From: Joerg Roedel on
On Wed, Mar 31, 2010 at 05:08:38PM -0700, Tom Lyon wrote:
> uio_pci_generic has previously been discussed on the KVM list, but this patch
> has nothing to do with KVM, so it is also going to LKML.

But since you send it to the KVM list it should be suitable for KVM too,
no?

> The point of this patch is to beef up the uio_pci_generic driver so that a
> non-privileged user process can run a user level driver for most PCIe
> devices. This can only be safe if there is an IOMMU in the system with
> per-device domains. Privileged users (CAP_SYS_RAWIO) are allowed if there is
> no IOMMU.

If you rely on an IOMMU you can use the IOMMU-API instead of the DMA-API
for dma mappings. This change makes this driver suitable for KVM use
too. If the interface is designed clever enough we can even use it for
IOMMU emulation for pass-through devices.

Joerg

--
To unsubscribe from this list: send the line "unsubscribe linux-kernel" in
the body of a message to majordomo(a)vger.kernel.org
More majordomo info at http://vger.kernel.org/majordomo-info.html
Please read the FAQ at http://www.tux.org/lkml/
From: Joerg Roedel on
On Thu, Apr 01, 2010 at 08:40:34AM -0700, Tom Lyon wrote:
> On Thursday 01 April 2010 05:52:18 am Joerg Roedel wrote:

> > > The point of this patch is to beef up the uio_pci_generic driver so that
> > > a non-privileged user process can run a user level driver for most PCIe
> > > devices. This can only be safe if there is an IOMMU in the system with
> > > per-device domains.
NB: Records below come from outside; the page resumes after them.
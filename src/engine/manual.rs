//! Engine driven by hand, for deterministic tests.
//!
//! Submissions are recorded instead of executed; results are fired into the
//! registered sink callbacks with [`ManualEngine::deliver`] or
//! [`ManualEngine::deliver_to`] on the calling thread.

use super::description::GraphDescription;
use super::graph::{codes, GraphTable};
use super::traits::{
    ExecutionEngine, FrameTag, GraphHandle, SinkCallback, SinkDelivery, Submission,
};
use crate::data::DataOutput;
use crate::error::EngineError;
use std::sync::Mutex;

#[derive(Default)]
struct Faults {
    build: Option<EngineError>,
    submit: Option<EngineError>,
    /// Remaining successful submits before `submit` fires.
    submit_after: usize,
}

/// Records submissions and delivers results on demand.
pub struct ManualEngine {
    graphs: GraphTable,
    submissions: Mutex<Vec<(String, Submission)>>,
    faults: Mutex<Faults>,
}

impl ManualEngine {
    pub fn new() -> Self {
        Self {
            graphs: GraphTable::new(),
            submissions: Mutex::new(Vec::new()),
            faults: Mutex::new(Faults::default()),
        }
    }

    /// Make the next `build_graph` fail with `error`.
    pub fn fail_next_build(&self, error: EngineError) {
        self.lock_faults().build = Some(error);
    }

    /// Make the next `submit` fail with `error`.
    pub fn fail_next_submit(&self, error: EngineError) {
        self.fail_submit_after(0, error);
    }

    /// Let `successes` submits through, then fail one with `error`.
    pub fn fail_submit_after(&self, successes: usize, error: EngineError) {
        let mut faults = self.lock_faults();
        faults.submit = Some(error);
        faults.submit_after = successes;
    }

    /// Submissions recorded for a stream, oldest first.
    pub fn submissions(&self, stream: &str) -> Vec<Submission> {
        self.lock_submissions()
            .iter()
            .filter(|(name, _)| name == stream)
            .map(|(_, s)| s.clone())
            .collect()
    }

    pub fn last_submission(&self, stream: &str) -> Option<Submission> {
        self.submissions(stream).pop()
    }

    /// Fire a raw delivery at `sink` of the stream's current graph.
    ///
    /// Returns `false` when no callback was registered to receive it.
    pub fn deliver(
        &self,
        stream: &str,
        sink: usize,
        tag: Option<FrameTag>,
        output: Result<DataOutput, EngineError>,
    ) -> bool {
        match self.graphs.find(stream) {
            Some(entry) => entry.dispatch(SinkDelivery { sink, tag, output }),
            None => false,
        }
    }

    /// Deliver a successful result for a correlated submission.
    pub fn deliver_to(&self, stream: &str, sink: usize, unique_id: u64, output: DataOutput) -> bool {
        let origin = self
            .lock_submissions()
            .iter()
            .rev()
            .find(|(name, s)| name == stream && s.tag.unique_id == Some(unique_id))
            .map(|(_, s)| s.tag.origin)
            .unwrap_or(0);
        self.deliver(
            stream,
            sink,
            Some(FrameTag::correlated(origin, unique_id)),
            Ok(output),
        )
    }

    pub fn graph_count(&self) -> usize {
        self.graphs.len()
    }

    fn lock_faults(&self) -> std::sync::MutexGuard<'_, Faults> {
        self.faults.lock().unwrap_or_else(|e| e.into_inner())
    }

    fn lock_submissions(&self) -> std::sync::MutexGuard<'_, Vec<(String, Submission)>> {
        self.submissions.lock().unwrap_or_else(|e| e.into_inner())
    }
}

impl Default for ManualEngine {
    fn default() -> Self {
        Self::new()
    }
}

impl ExecutionEngine for ManualEngine {
    fn name(&self) -> &str {
        "manual"
    }

    fn build_graph(
        &self,
        name: &str,
        description: &GraphDescription,
    ) -> Result<GraphHandle, EngineError> {
        if let Some(error) = self.lock_faults().build.take() {
            return Err(error);
        }
        let topology = description
            .topology()
            .map_err(|e| EngineError::new(codes::BUILD_FAILED, e.to_string()))?;
        Ok(self.graphs.insert(name, topology))
    }

    fn register_sink_callback(
        &self,
        graph: &GraphHandle,
        sink: usize,
        callback: SinkCallback,
    ) -> Result<(), EngineError> {
        self.graphs.get(graph)?.set_callback(sink, callback)
    }

    fn unregister_sink_callbacks(&self, graph: &GraphHandle) {
        if let Ok(entry) = self.graphs.get(graph) {
            entry.clear_callbacks();
        }
    }

    fn start(&self, graph: &GraphHandle) -> Result<(), EngineError> {
        self.graphs.get(graph)?.mark_started();
        Ok(())
    }

    fn submit(&self, graph: &GraphHandle, submission: Submission) -> Result<(), EngineError> {
        let entry = self.graphs.get(graph)?;
        entry.ensure_started()?;
        entry.check_source(submission.source)?;

        {
            let mut faults = self.lock_faults();
            if faults.submit.is_some() {
                if faults.submit_after == 0 {
                    if let Some(error) = faults.submit.take() {
                        return Err(error);
                    }
                } else {
                    faults.submit_after -= 1;
                }
            }
        }

        self.lock_submissions()
            .push((graph.name().to_string(), submission));
        Ok(())
    }

    fn teardown(&self, graph: &GraphHandle) {
        if let Some(entry) = self.graphs.remove(graph) {
            entry.clear_callbacks();
        }
    }
}

#[cfg(test)]
mod tests {
    use super::*;
    use crate::data::DataInput;
    use std::sync::atomic::{AtomicUsize, Ordering};
    use std::sync::Arc;

    fn description() -> GraphDescription {
        GraphDescription::from_json_str(
            r#"{ "appsrc0": { "factory": "appsrc", "next": "appsink0" },
                 "appsink0": { "factory": "appsink" } }"#,
        )
        .unwrap()
    }

    #[test]
    fn test_records_and_delivers() {
        let engine = ManualEngine::new();
        let handle = engine.build_graph("cam", &description()).unwrap();
        let seen = Arc::new(AtomicUsize::new(0));
        let counter = seen.clone();
        engine
            .register_sink_callback(&handle, 0, Arc::new(move |d: SinkDelivery| {
                assert_eq!(d.tag.and_then(|t| t.unique_id), Some(5));
                counter.fetch_add(1, Ordering::SeqCst);
            }))
            .unwrap();
        engine.start(&handle).unwrap();

        engine
            .submit(
                &handle,
                Submission {
                    source: 0,
                    tag: FrameTag::correlated(0, 5),
                    input: DataInput::new(b"f".to_vec()),
                },
            )
            .unwrap();
        assert_eq!(engine.submissions("cam").len(), 1);
        assert!(engine.deliver_to("cam", 0, 5, DataOutput::new(b"r".to_vec())));
        assert_eq!(seen.load(Ordering::SeqCst), 1);
        assert!(!engine.deliver_to("other", 0, 5, DataOutput::default()));
    }

    #[test]
    fn test_injected_faults() {
        let engine = ManualEngine::new();
        engine.fail_next_build(EngineError::new(9, "no device"));
        assert_eq!(engine.build_graph("a", &description()).unwrap_err().code, 9);

        let handle = engine.build_graph("a", &description()).unwrap();
        engine.start(&handle).unwrap();
        engine.fail_submit_after(1, EngineError::new(7, "queue full"));

        let submission = Submission {
            source: 0,
            tag: FrameTag::indexed(0),
            input: DataInput::default(),
        };
        assert!(engine.submit(&handle, submission.clone()).is_ok());
        assert_eq!(engine.submit(&handle, submission.clone()).unwrap_err().code, 7);
        assert!(engine.submit(&handle, submission).is_ok());
    }
}
//! The boundary between the coordinator and the dataflow engine.

use super::description::GraphDescription;
use crate::data::{DataInput, DataOutput};
use crate::error::EngineError;
use std::sync::Arc;

/// Correlation metadata carried by a frame through the graph.
///
/// Engines must hand the tag back unchanged with every result derived from
/// the tagged submission.
#[derive(Debug, Clone, Copy, PartialEq, Eq, Hash)]
pub struct FrameTag {
    /// Entry point the frame was submitted to.
    pub origin: usize,
    /// Correlation id; `None` for indexed transmission.
    pub unique_id: Option<u64>,
}

impl FrameTag {
    pub fn indexed(origin: usize) -> Self {
        Self {
            origin,
            unique_id: None,
        }
    }

    pub fn correlated(origin: usize, unique_id: u64) -> Self {
        Self {
            origin,
            unique_id: Some(unique_id),
        }
    }
}

/// One unit of work handed to the engine.
#[derive(Debug, Clone, PartialEq, Eq)]
pub struct Submission {
    pub source: usize,
    pub tag: FrameTag,
    pub input: DataInput,
}

/// One result handed back by the engine at an exit point.
#[derive(Debug, Clone, PartialEq, Eq)]
pub struct SinkDelivery {
    pub sink: usize,
    /// `None` when the engine produced the frame without a tagged submission.
    pub tag: Option<FrameTag>,
    pub output: std::result::Result<DataOutput, EngineError>,
}

/// Callback invoked on an engine thread for every delivery at one sink.
pub type SinkCallback = Arc<dyn Fn(SinkDelivery) + Send + Sync>;

/// Opaque reference to a graph built by an engine.
#[derive(Debug, Clone, PartialEq, Eq, Hash)]
pub struct GraphHandle {
    id: u64,
    name: String,
}

impl GraphHandle {
    pub fn new(id: u64, name: impl Into<String>) -> Self {
        Self {
            id,
            name: name.into(),
        }
    }

    pub fn id(&self) -> u64 {
        self.id
    }

    /// Stream name the graph was built for.
    pub fn name(&self) -> &str {
        &self.name
    }
}

/// A push/callback dataflow engine.
///
/// Sink indices and source indices follow the ordering of
/// [`GraphTopology`](super::GraphTopology). After
/// [`unregister_sink_callbacks`](Self::unregister_sink_callbacks) returns,
/// the engine must not invoke any callback previously registered for that
/// graph.
pub trait ExecutionEngine: Send + Sync {
    /// Engine name, for logs.
    fn name(&self) -> &str;

    fn build_graph(
        &self,
        name: &str,
        description: &GraphDescription,
    ) -> Result<GraphHandle, EngineError>;

    fn register_sink_callback(
        &self,
        graph: &GraphHandle,
        sink: usize,
        callback: SinkCallback,
    ) -> Result<(), EngineError>;

    fn unregister_sink_callbacks(&self, graph: &GraphHandle);

    fn start(&self, graph: &GraphHandle) -> Result<(), EngineError>;

    /// Hand one submission to the graph. Must not block on graph throughput.
    fn submit(&self, graph: &GraphHandle, submission: Submission) -> Result<(), EngineError>;

    fn teardown(&self, graph: &GraphHandle);
}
Privileged users (CAP_SYS_RAWIO) are allowed if
> > > there is no IOMMU.
> >
> > If you rely on an IOMMU you can use the IOMMU-API instead of the DMA-API
> > for dma mappings. This change makes this driver suitable for KVM use
> > too. If the interface is designed clever enough we can even use it for
> > IOMMU emulation for pass-through devices.

> The use with privileged processes and no IOMMUs is still quite useful, so I'd
> rather stick with the DMA interface.

For the KVM use-case we need to be able to specify the io virtual
address for a given process virtual address. This is not possible with
the dma-api interface. So if we want to have uio-dma without an hardware
iommu we need two distinct interfaces for userspace to cover all
use-cases. I don't think its worth it to have two interfaces.

Joerg

--
To unsubscribe from this list: send the line "unsubscribe linux-kernel" in
the body of a message to majordomo(a)vger.kernel.org
More majordomo info at http://vger.kernel.org/majordomo-info.html
Please read the FAQ at http://www.tux.org/lkml/
From: Michael S. Tsirkin on
On Wed, Mar 31, 2010 at 05:08:38PM -0700, Tom Lyon wrote:
> uio_pci_generic has previously been discussed on the KVM list, but this patch
> has nothing to do with KVM, so it is also going to LKML.
>
> The point of this patch is to beef up the uio_pci_generic driver so that a
> non-privileged user process can run a user level driver for most PCIe
> devices. This can only be safe if there is an IOMMU in the system with
> per-device domains.

Why? Per-guest domain should be safe enough.

> Privileged users (CAP_SYS_RAWIO) are allowed if there is
> no IOMMU.

qemu does not support it, I doubt this last option is worth having.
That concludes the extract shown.